Dell XPS 13 Review: Should you Buy it?

Dell XPS 13

The 2015 version of the XPS 13 was launched at CES in January and made a big impression among the public as it was among other reasons, very small in size. 

When you look at the XPS 13 the first thing you will notice is how thin the bezels are around the display. At 5.2 mm, they were, and still is one of the thinnest bezels around in a laptop. Dell claimed that the 13 inch XPS 13 was packed in the chassis of an 11-inch display.

But not just dimensions, Dell has managed to pack in very modern hardware to showcase the laptop packing in Intel’s then-latest 5th generation Broadwell-U processors. Fast forward to 2017 and Dell has taken all the slim carbon fiber goodness from their flagship Ultrabook and applied it to the brand new hybrid. 

Available at a starting price of $999, the XPS 13 2-in-1 is a totally new design and distinct features.

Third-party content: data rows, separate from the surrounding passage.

impl TwoPassGenerator {
    pub fn new(
        records: Arc<dyn RecordStore>,
        content: Arc<dyn ContentStore>,
        embeddings: EmbeddingClient,
        completion: CompletionClient,
        config: GeneratorConfig,
    ) -> Self {
        let retriever = Arc::new(SimilarityRetriever::new(records.clone()));
        Self {
            elbow: ElbowRetrieval::new(retriever.clone(), &config.retrieval.elbow),
            retriever,
            records,
            content,
            embeddings,
            completion,
            config,
        }
    }

    pub fn model_name(&self) -> &str {
        self.completion.model_name()
    }

    /// Run both passes for one query
    #[instrument(skip(self, query, observer), fields(repo_id = %repo_id))]
    pub async fn generate(
        &self,
        repo_id: Uuid,
        query: &str,
        observer: &dyn StateObserver,
    ) -> Result<Generation> {
        observer.on_state(GenerationState::Start).await;
        observer.on_state(GenerationState::FileSelection).await;

        let selection = self.select_files(repo_id, query).await?;
        if selection.files.is_empty() {
            observer.on_state(GenerationState::FileSelectionEmpty).await;
            return Ok(Generation {
                state: GenerationState::FileSelectionEmpty,
                files: Vec::new(),
                operations: Vec::new(),
                diffs: Vec::new(),
            });
        }
        observer.on_state(GenerationState::FileSelectionDone).await;

        observer.on_state(GenerationState::OperationGeneration).await;
        let edits = self.generate_operations(query, &selection).await;

        observer.on_state(GenerationState::Complete).await;
        Ok(Generation {
            state: GenerationState::Complete,
            files: selection.files,
            operations: edits.operations,
            diffs: edits.diffs,
        })
    }

    /// Pass 1: choose the files to edit and cache their content.
    ///
    /// An unparsable selection answer fails the run; retrieval finding
    /// nothing is an empty selection.
    pub async fn select_files(&self, repo_id: Uuid, query: &str) -> Result<FileSelection> {
        let (chunks, elbow) = self.candidates(repo_id, query).await?;
        if chunks.is_empty() {
            info!("Pass 1: no relevant chunks found");
            return Ok(FileSelection::default());
        }

        // Distinct files in rank order with their best score
        let mut ranked: Vec<(String, f64)> = Vec::new();
        for chunk in &chunks {
            if !ranked.iter().any(|(path, _)| path == &chunk.file_path) {
                ranked.push((chunk.file_path.clone(), chunk.similarity));
            }
        }

        let mut contents = ContentCache::new();
        let mut blocks = Vec::new();
        let mut used_tokens = 0;
        for (path, similarity) in &ranked {
            let Some(text) = self.file_content(repo_id, path).await else {
                warn!(file = %path, "Pass 1: no content for candidate file");
                continue;
            };

            let block = candidate_block(&CandidateFile {
                path,
                content: &text,
                similarity: *similarity,
            });
            let tokens = self.embeddings.count_tokens(&block);
            if used_tokens + tokens > self.config.retrieval.context_token_budget {
                warn!(
                    file = %path,
                    tokens,
                    budget = self.config.retrieval.context_token_budget,
                    "Pass 1: candidate file exceeds the context budget, omitted"
                );
                continue;
            }
            used_tokens += tokens;
            blocks.push(block);
            contents.insert(path.clone(), text);
        }

        if contents.is_empty() {
            warn!("Pass 1: no candidate file content available");
            return Ok(FileSelection {
                candidates: chunks.len(),
                elbow,
                ..FileSelection::default()
            });
        }

        let messages = [
            ChatMessage::system(FILE_SELECTION_SYSTEM_PROMPT),
            ChatMessage::user(file_selection_prompt(query, &blocks)),
        ];
        let response = self
            .completion
            .complete_with_retry(&messages, self.config.selection)
            .await?;

        let mut files = Vec::new();
        for path in parse_file_selection(&response)? {
            let path = normalize_path(&path);
            if !contents.contains_key(&path) {
                warn!(file = %path, "Pass 1: selected file was not a candidate, dropped");
            } else if !files.contains(&path) {
                files.push(path);
            }
        }

        info!(
            candidates = contents.len(),
            selected = files.len(),
            "Pass 1: files selected"
        );
        Ok(FileSelection {
            files,
            contents,
            candidates: chunks.len(),
            elbow,
        })
    }

    /// Pass 2: edits for each selected file, failures skipped.
    ///
    /// A file answered with a unified diff contributes the diff instead of
    /// operations.
    pub async fn generate_operations(&self, query: &str, selection: &FileSelection) -> FileEdits {
        let mut edits = FileEdits::default();

        for path in &selection.files {
            let Some(content) = selection.contents.get(path) else {
                warn!(file = %path, "Pass 2: no cached content, skipped");
                continue;
            };

            match self.edits_for_file(query, path, content).await {
                Ok(FileAnswer::Operations(file_ops)) if file_ops.is_empty() => {
                    info!(file = %path, "Pass 2: no changes needed");
                }
                Ok(FileAnswer::Operations(file_ops)) => {
                    info!(file = %path, count = file_ops.len(), "Pass 2: operations generated");
                    edits.operations.extend(file_ops);
                }
                Ok(FileAnswer::Diff(diff)) => {
                    info!(file = %path, "Pass 2: unified diff generated");
                    edits.diffs.push(diff);
                }
                Err(e) => {
                    warn!(file = %path, error = %e, "Pass 2: operation generation failed, skipped");
                }
            }
        }

        info!(
            operations = edits.operations.len(),
            diffs = edits.diffs.len(),
            "Pass 2: generation finished"
        );
        edits
    }

    async fn edits_for_file(&self, query: &str, path: &str, content: &str) -> Result<FileAnswer> {
        let messages = [
            ChatMessage::system(OPERATIONS_SYSTEM_PROMPT),
            ChatMessage::user(file_operations_prompt(query, path, content)),
        ];
        let response = self
            .completion
            .complete_with_retry(&messages, self.config.operations)
            .await?;

        let cleaned = strip_code_fence(&response);
        if cleaned.starts_with(DIFF_HEADER) {
            return Ok(FileAnswer::Diff(cleaned));
        }

        let mut operations = parse_operations(&response)?;
        for op in &mut operations {
            if op.file != path {
                debug!(file = %path, reported = %op.file, "Normalizing operation file");
                op.file = path.to_string();
            }
        }
        Ok(FileAnswer::Operations(operations))
    }

    /// Ranked candidate chunks for pass 1.
    ///
    /// With the elbow cutoff on, a wide set of `initial_limit` matches above
    /// `min_similarity` is cut at the elbow. Otherwise the top
    /// `candidate_limit` matches above `candidate_floor` are kept. Vector
    /// matches below the noise floor are dropped either way.
    async fn candidates(
        &self,
        repo_id: Uuid,
        query: &str,
    ) -> Result<(Vec<ChunkMatch>, Option<ElbowDiagnostics>)> {
        let retrieval = &self.config.retrieval;

        let embedding = match self.embeddings.embed_with_retry(query).await {
            Ok(embedding) => embedding,
            Err(e) => {
                warn!(error = %e, "Query embedding failed, using lexical search only");
                None
            }
        };

        if retrieval.use_elbow_cutoff {
            let (mut chunks, diagnostics) = self.elbow.search_with_elbow(repo_id, query, embedding).await?;
            if diagnostics.method != CutoffMethod::LexicalFallback {
                self.drop_below_noise_floor(&mut chunks);
            }
            debug!(
                kept = chunks.len(),
                method = diagnostics.method.as_str(),
                "Elbow cutoff applied to candidates"
            );
            return Ok((chunks, Some(diagnostics)));
        }

        let mut request = SearchRequest::new(repo_id, query)
            .with_limit(retrieval.candidate_limit)
            .with_threshold(retrieval.candidate_floor);
        if let Some(embedding) = embedding {
            request = request.with_embedding(embedding);
        }

        let response = self.retriever.search(&request).await?;
        let mut chunks = response.chunks;

        // Lexical scores are ranks, not similarities
        if response.mode == Some(RetrievalMode::Vector) {
            self.drop_below_noise_floor(&mut chunks);
        }
        Ok((chunks, None))
    }

    fn drop_below_noise_floor(&self, chunks: &mut Vec<ChunkMatch>) {
        let floor = self.config.retrieval.noise_floor;
        let before = chunks.len();
        chunks.retain(|c| c.similarity >= floor);
        if chunks.len() < before {
            debug!(dropped = before - chunks.len(), floor, "Discarded matches below the noise floor");
        }
    }

    /// Full file text from the content store, or reassembled from its chunks
    async fn file_content(&self, repo_id: Uuid, path: &str) -> Option<String> {
        let key = object_key(repo_id, path);
        match self.content.get(&self.config.bucket, &key).await {
            Ok(Some(bytes)) => return Some(decode_utf8_lossy(&bytes)),
            Ok(None) => debug!(file = %path, "Content object missing, reassembling from chunks"),
            Err(e) => warn!(file = %path, error = %e, "Content store read failed, reassembling from chunks"),
        }

        let file = match self.records.find_file(repo_id, path).await {
            Ok(Some(file)) => file,
            Ok(None) => return None,
            Err(e) => {
                warn!(file = %path, error = %e, "File lookup failed");
                return None;
            }
        };

        match self.records.file_chunk_contents(file.id).await {
            Ok(parts) if !parts.is_empty() => Some(parts.join("\n")),
            Ok(_) => None,
            Err(e) => {
                warn!(file = %path, error = %e, "Chunk reassembly failed");
                None
            }
        }
    }
}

The chassis, for example is even lighter than the previous XPS 13! Dell has added a new feature called the Dynamic Power Mode technology, which bumps up clock speed when you need more performance.

Considering the XPS 13 now packs in itself Intel’s Core M or currently known as Intel’s Y Series Kaby Lake processor, it is surely a powerful device. Of course there are a few compromises here and there, most notably being the fewer ports and lesser battery life than the standard XPS 13, but the XPS 13 2-in-1 hybrid is an excellent device. 


Thin and light design. 
Great build quality.
Smooth performance. 
Windows ink support. 
Fingerprint sensor speed and accuracy

  • Rivals have better battery life. 
  • Heats up significantly.
  • Weird webcam position.
  • Annoying auto brightness

Dell XPS 13 Design and Build

Dell XPS 13 Design

Looking at the 2-in-1, you can easily mistake it for the regular model. You still get the sturdy machined aluminum cover with the bottom being built of a soft carbon fiber deck on the inside, which always stays cool to the touch, is super comfortable while typing and obviously has quite a premium feel to it. 

The power button feels mushy and you'd be confused whether it had turned on after you've pressed it until you look at the tiny power light embedded on the button. You don't get any volume keys on the device which is a bit awkward. 

There's a battery status indicator which tells you how much juice is left in the forms of five small LEDs. But opening the hybrid could have been easier, as there's no place to grip on the front. 

The hybrid is a mere 0.32×0.54 inches thick, which is a very small difference compared to the regular XPS 13. But holding the two laptops, the difference is appreciable. The reduced thickness comes in handy when you're using the XPS 13 2-in-1 as a tablet. 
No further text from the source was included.